Your objective:
Whichever lines of the entries hold the word "tokio" should be identified and copied.

Data extract:

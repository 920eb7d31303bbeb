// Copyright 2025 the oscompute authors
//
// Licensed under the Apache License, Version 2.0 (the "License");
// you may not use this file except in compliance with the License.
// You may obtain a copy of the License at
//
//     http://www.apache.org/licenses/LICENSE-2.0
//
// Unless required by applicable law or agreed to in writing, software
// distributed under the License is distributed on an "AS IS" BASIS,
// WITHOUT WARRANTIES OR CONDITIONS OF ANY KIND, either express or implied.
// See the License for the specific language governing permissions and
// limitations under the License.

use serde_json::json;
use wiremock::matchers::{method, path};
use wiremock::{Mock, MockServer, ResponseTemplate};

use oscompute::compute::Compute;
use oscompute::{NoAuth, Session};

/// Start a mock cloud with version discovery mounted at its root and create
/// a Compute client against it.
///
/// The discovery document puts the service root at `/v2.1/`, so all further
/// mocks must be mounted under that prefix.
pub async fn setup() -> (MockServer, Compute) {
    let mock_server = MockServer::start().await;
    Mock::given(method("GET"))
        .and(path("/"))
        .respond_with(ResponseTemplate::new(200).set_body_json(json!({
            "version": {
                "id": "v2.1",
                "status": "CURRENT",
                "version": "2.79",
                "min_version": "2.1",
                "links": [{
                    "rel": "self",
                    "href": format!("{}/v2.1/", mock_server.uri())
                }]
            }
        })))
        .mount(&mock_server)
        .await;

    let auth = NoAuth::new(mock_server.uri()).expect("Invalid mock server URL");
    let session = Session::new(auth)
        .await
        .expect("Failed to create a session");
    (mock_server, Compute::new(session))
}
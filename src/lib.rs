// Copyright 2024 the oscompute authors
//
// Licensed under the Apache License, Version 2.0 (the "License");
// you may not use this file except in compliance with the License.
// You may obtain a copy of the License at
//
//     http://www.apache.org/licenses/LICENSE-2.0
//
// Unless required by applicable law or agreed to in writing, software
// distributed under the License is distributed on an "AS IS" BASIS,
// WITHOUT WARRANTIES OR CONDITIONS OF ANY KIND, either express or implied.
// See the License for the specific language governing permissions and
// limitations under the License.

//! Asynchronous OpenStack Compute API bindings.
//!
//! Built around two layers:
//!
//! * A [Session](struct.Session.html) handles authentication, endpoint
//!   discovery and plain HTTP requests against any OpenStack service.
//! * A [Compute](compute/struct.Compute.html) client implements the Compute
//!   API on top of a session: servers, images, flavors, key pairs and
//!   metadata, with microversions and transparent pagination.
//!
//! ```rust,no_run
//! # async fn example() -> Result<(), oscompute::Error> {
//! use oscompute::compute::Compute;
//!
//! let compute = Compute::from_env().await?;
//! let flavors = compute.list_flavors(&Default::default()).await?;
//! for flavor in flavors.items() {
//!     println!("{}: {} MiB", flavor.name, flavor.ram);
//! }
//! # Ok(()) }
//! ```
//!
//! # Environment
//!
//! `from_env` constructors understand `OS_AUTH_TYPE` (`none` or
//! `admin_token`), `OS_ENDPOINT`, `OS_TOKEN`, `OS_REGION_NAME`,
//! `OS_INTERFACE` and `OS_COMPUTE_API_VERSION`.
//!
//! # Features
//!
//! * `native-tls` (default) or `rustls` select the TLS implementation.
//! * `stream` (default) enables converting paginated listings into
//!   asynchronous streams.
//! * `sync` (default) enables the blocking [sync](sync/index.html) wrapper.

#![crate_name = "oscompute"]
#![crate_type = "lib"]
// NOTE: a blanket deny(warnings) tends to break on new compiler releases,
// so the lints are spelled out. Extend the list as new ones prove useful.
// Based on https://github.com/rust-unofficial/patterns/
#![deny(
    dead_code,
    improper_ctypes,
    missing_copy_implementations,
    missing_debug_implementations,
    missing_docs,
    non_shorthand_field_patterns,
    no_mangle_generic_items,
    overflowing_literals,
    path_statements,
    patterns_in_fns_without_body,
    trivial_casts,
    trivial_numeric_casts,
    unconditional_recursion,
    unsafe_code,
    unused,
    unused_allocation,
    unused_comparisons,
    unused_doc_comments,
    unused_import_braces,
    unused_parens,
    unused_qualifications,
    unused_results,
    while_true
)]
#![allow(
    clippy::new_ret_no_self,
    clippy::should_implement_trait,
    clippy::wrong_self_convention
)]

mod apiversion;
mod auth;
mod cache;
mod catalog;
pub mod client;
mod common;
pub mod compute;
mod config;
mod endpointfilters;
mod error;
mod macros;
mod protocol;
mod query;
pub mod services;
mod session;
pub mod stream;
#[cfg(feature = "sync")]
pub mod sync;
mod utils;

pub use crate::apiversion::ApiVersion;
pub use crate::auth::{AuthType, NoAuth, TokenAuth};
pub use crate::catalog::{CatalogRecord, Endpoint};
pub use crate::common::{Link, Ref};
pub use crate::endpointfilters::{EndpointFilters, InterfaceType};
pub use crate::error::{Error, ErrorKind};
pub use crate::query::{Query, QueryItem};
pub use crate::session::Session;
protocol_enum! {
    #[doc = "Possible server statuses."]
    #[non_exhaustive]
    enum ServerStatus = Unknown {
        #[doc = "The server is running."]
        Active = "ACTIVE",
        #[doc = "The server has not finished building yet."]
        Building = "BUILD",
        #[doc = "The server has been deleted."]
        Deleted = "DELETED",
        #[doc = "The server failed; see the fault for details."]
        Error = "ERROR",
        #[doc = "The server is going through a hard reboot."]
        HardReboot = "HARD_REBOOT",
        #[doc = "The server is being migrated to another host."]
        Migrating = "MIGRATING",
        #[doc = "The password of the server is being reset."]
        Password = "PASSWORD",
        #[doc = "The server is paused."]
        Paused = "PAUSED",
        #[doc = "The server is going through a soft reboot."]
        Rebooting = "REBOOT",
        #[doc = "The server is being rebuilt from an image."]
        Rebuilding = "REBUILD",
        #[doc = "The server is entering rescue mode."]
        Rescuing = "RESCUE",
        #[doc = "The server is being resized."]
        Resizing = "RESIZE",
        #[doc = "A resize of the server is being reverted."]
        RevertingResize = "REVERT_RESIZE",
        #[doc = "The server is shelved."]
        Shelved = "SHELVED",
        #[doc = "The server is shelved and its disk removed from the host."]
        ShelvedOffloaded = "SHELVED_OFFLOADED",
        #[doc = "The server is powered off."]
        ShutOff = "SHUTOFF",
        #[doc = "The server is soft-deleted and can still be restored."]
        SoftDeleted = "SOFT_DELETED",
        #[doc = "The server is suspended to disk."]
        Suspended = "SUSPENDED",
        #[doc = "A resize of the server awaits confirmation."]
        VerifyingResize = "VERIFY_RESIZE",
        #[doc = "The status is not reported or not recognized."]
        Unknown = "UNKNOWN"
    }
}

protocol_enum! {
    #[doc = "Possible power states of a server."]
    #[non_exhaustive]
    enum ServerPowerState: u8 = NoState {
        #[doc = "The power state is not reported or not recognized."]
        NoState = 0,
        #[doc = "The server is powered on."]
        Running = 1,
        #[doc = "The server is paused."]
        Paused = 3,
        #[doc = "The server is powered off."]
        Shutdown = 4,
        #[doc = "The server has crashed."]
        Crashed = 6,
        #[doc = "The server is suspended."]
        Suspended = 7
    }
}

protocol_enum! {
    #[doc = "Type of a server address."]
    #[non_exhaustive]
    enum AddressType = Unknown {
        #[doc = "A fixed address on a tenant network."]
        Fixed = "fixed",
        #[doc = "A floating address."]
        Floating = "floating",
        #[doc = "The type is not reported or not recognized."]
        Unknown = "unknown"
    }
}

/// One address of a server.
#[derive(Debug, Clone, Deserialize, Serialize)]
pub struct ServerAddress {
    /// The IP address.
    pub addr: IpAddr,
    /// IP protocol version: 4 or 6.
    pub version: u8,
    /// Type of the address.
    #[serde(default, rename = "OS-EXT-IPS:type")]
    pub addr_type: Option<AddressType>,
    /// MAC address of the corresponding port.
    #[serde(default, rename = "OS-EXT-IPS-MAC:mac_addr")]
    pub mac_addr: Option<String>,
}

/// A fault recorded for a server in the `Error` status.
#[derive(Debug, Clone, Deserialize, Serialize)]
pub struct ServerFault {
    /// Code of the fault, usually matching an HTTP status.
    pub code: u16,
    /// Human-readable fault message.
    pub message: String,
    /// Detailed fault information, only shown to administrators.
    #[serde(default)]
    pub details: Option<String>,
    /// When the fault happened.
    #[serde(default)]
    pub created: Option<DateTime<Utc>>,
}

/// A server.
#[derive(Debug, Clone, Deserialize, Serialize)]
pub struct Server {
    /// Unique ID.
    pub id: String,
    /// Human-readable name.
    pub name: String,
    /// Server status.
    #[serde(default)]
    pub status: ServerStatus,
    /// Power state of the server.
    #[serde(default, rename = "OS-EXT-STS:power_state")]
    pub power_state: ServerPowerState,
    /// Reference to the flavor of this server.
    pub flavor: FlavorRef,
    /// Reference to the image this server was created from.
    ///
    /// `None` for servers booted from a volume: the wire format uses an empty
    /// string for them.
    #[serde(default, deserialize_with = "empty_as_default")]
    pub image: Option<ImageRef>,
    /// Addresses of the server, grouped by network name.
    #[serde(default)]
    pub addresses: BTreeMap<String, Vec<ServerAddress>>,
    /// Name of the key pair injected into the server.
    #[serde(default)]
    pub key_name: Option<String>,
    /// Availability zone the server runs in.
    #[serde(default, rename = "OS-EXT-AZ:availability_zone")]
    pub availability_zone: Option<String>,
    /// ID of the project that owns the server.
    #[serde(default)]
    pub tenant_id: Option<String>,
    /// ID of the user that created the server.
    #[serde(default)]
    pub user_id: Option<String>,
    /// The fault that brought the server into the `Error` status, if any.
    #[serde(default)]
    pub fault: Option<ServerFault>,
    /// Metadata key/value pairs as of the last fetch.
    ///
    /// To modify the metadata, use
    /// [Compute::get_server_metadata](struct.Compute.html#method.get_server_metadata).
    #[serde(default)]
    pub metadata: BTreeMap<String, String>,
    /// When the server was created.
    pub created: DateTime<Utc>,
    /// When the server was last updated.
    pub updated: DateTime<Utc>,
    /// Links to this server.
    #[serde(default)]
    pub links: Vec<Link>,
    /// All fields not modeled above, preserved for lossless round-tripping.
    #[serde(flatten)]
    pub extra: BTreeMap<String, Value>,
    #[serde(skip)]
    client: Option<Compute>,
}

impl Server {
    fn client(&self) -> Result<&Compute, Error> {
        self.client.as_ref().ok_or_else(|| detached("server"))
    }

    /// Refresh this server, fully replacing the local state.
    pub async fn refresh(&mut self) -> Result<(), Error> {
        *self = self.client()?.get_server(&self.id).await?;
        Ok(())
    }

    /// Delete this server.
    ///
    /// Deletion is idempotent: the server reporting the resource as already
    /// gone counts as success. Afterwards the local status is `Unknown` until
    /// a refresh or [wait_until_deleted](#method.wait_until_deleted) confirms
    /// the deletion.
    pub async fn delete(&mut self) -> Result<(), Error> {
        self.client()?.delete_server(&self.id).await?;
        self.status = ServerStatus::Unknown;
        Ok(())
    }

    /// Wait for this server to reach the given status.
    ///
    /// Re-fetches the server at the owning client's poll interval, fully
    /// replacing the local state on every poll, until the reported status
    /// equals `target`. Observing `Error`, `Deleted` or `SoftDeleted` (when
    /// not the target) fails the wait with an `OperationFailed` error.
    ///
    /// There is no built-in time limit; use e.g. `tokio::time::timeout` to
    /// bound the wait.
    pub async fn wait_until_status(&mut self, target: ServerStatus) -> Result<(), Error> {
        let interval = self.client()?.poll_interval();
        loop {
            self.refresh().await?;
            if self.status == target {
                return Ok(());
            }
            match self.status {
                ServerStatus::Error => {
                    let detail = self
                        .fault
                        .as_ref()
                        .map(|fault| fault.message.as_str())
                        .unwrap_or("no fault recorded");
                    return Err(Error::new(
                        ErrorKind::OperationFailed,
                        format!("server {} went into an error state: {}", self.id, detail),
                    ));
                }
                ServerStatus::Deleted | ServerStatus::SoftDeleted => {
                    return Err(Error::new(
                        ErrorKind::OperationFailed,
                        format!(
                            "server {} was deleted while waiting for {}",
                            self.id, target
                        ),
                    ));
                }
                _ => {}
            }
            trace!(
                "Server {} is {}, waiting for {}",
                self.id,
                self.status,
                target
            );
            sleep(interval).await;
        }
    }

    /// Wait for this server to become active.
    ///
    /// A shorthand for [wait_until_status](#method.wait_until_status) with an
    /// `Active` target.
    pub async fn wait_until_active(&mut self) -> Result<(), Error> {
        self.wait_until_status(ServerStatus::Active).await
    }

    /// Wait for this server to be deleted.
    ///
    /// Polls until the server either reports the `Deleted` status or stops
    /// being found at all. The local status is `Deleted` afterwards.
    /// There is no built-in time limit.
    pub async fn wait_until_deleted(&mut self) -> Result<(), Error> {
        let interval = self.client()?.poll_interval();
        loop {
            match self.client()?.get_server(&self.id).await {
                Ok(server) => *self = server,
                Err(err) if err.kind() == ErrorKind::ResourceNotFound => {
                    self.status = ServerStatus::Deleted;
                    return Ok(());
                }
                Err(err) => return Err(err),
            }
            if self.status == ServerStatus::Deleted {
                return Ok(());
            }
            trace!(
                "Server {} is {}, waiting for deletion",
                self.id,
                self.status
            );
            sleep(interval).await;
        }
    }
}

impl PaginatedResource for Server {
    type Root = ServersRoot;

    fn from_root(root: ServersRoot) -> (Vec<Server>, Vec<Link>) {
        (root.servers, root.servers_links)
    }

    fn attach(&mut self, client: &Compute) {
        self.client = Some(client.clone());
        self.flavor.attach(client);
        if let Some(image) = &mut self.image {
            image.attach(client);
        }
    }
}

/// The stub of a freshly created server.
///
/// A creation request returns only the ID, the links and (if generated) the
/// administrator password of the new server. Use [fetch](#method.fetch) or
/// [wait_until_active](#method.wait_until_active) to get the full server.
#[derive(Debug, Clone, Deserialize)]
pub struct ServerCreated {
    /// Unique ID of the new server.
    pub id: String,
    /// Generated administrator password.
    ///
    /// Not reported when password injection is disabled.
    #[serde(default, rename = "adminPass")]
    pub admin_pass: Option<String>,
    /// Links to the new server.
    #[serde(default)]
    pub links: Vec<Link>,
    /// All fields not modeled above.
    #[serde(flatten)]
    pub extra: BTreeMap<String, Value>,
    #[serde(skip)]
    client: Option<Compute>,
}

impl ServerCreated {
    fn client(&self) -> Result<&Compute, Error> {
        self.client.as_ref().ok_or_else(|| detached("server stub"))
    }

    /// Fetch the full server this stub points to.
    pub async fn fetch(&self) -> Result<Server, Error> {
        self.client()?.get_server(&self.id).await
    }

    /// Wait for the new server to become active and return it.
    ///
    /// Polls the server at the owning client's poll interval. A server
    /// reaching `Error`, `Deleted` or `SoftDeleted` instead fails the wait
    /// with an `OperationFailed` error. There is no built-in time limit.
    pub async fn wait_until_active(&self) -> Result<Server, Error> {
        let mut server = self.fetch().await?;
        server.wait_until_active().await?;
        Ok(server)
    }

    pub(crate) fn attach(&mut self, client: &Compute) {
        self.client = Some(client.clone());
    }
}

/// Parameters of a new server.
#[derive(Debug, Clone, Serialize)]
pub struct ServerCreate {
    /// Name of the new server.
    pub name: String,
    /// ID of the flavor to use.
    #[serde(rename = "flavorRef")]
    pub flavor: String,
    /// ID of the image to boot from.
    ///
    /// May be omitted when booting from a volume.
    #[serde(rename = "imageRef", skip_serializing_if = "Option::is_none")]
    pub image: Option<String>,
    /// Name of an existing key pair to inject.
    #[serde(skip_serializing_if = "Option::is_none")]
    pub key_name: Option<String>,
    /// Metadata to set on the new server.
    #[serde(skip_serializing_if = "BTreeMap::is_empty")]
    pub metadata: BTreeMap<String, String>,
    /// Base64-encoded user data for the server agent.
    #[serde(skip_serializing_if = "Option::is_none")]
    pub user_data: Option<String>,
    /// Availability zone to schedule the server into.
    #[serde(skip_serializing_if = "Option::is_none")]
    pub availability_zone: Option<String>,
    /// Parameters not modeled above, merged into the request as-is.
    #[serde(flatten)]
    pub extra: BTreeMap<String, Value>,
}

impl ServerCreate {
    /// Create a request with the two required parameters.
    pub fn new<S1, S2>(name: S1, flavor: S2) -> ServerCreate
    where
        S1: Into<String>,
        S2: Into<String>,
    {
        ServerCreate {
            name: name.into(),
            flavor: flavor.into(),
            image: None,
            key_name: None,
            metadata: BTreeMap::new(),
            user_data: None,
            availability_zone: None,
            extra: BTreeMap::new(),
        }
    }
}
==
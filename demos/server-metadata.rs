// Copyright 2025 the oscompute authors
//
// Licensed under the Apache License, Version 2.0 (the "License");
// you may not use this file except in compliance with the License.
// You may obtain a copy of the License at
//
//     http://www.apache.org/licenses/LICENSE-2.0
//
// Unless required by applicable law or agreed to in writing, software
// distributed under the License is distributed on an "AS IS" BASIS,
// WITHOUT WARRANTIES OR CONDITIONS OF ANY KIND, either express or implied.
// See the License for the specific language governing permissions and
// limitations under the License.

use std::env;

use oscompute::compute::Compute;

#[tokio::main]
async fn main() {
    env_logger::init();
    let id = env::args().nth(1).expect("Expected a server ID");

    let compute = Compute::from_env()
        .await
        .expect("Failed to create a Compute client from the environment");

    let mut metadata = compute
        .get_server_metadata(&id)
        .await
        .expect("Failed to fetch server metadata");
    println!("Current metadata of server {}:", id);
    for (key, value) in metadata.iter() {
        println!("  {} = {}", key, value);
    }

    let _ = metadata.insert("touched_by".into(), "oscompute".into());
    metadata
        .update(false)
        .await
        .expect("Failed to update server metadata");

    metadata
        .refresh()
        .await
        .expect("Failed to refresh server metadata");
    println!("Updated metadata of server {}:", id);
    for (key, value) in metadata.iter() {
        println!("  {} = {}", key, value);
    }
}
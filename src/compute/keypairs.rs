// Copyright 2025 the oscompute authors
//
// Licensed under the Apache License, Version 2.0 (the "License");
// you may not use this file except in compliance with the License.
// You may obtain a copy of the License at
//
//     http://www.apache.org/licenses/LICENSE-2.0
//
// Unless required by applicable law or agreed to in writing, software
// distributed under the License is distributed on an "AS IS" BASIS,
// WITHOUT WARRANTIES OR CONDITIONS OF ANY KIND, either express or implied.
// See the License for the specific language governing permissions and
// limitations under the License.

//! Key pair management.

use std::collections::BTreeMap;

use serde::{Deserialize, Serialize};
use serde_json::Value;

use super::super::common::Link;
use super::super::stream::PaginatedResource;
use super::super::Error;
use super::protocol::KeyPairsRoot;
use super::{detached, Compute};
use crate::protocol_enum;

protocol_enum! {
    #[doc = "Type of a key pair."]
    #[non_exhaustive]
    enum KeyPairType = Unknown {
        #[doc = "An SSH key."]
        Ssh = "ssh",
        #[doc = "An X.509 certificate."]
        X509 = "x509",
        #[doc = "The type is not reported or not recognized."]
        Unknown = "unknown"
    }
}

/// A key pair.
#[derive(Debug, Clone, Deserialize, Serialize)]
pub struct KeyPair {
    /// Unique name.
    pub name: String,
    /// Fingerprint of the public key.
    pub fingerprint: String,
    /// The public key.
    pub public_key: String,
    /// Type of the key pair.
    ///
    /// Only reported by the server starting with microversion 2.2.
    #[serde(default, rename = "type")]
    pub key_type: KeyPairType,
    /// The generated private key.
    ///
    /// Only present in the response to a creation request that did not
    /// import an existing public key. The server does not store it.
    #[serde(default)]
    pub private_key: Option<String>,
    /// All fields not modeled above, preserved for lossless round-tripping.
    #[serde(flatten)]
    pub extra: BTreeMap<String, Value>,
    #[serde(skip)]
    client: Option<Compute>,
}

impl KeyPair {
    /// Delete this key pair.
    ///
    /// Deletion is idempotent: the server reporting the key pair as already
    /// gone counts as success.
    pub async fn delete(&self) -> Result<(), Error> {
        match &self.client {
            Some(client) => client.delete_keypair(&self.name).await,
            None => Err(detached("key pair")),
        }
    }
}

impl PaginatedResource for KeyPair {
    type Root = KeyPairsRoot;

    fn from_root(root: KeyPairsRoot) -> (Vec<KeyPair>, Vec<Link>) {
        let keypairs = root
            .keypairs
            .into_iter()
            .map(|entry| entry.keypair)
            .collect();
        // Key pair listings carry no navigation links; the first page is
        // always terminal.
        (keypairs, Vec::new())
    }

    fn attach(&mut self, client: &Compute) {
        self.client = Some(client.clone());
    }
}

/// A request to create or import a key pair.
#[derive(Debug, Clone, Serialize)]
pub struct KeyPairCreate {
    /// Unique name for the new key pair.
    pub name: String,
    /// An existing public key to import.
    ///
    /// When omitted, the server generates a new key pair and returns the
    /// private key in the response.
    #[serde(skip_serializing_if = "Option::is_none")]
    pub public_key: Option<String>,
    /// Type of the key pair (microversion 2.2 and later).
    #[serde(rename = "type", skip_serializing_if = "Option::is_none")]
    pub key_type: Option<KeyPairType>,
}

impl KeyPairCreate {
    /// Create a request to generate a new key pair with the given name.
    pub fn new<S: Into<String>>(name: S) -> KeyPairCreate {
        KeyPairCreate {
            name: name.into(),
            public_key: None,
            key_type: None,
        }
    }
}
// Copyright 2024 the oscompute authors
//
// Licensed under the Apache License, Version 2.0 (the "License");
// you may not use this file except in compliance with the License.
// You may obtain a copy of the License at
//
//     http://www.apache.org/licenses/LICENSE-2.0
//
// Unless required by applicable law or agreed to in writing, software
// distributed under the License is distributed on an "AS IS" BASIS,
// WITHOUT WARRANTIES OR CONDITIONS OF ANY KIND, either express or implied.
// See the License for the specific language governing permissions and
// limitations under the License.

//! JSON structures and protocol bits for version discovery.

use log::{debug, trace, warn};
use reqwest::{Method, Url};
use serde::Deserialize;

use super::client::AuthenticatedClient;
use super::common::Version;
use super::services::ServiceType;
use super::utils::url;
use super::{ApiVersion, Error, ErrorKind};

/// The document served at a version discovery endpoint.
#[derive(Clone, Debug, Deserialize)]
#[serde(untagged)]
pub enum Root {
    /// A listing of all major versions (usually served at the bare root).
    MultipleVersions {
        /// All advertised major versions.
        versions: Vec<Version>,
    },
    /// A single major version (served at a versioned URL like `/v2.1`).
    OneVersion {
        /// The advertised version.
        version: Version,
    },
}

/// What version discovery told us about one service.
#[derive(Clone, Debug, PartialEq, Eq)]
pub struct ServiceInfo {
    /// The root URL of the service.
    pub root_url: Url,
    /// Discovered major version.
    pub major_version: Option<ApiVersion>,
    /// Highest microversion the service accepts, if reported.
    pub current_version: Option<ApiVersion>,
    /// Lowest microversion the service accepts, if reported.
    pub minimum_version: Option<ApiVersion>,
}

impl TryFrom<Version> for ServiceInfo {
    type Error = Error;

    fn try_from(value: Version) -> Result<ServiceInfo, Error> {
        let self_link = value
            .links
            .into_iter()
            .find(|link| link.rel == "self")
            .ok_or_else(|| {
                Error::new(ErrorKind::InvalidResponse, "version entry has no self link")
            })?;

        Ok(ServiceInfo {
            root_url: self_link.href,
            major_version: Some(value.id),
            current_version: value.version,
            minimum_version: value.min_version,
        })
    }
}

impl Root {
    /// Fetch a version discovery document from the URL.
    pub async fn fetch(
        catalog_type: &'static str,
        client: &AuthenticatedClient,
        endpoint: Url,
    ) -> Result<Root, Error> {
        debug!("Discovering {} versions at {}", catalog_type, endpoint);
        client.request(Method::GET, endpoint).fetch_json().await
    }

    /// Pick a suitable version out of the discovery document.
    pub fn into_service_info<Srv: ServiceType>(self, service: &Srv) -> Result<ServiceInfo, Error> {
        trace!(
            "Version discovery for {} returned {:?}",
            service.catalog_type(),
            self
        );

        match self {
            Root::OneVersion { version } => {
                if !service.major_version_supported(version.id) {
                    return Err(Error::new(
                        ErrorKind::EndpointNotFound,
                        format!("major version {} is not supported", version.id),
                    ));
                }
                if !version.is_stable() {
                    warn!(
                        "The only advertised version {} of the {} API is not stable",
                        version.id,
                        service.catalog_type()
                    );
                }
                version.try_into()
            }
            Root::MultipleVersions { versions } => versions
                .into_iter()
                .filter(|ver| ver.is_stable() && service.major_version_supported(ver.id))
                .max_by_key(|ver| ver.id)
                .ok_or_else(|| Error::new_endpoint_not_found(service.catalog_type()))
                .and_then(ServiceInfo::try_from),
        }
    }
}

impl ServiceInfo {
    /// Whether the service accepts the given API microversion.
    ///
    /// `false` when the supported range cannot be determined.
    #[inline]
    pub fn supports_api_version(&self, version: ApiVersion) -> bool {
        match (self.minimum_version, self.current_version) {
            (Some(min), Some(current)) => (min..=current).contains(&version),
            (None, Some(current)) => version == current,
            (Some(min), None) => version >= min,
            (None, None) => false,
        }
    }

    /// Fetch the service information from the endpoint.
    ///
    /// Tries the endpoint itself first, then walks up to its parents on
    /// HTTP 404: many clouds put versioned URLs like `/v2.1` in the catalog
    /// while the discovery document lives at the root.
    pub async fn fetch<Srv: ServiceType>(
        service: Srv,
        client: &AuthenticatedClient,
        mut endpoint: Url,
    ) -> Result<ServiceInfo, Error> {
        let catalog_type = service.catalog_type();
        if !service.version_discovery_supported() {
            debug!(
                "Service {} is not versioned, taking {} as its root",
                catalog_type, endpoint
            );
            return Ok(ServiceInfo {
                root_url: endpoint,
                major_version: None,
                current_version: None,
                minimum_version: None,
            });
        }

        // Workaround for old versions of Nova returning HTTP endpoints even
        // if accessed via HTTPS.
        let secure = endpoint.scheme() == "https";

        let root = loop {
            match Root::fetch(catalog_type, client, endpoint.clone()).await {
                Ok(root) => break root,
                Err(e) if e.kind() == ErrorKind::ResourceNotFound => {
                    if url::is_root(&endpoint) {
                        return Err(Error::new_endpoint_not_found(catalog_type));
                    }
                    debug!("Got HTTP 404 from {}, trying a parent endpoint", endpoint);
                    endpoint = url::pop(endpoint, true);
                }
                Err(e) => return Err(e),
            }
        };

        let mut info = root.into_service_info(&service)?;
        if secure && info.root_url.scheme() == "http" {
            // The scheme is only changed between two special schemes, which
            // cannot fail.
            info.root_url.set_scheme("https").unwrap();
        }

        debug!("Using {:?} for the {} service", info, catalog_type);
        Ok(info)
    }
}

Response to this task:
    /// There is no built-in time limit; use e.g. `tokio::time::timeout` to
#[tokio::main]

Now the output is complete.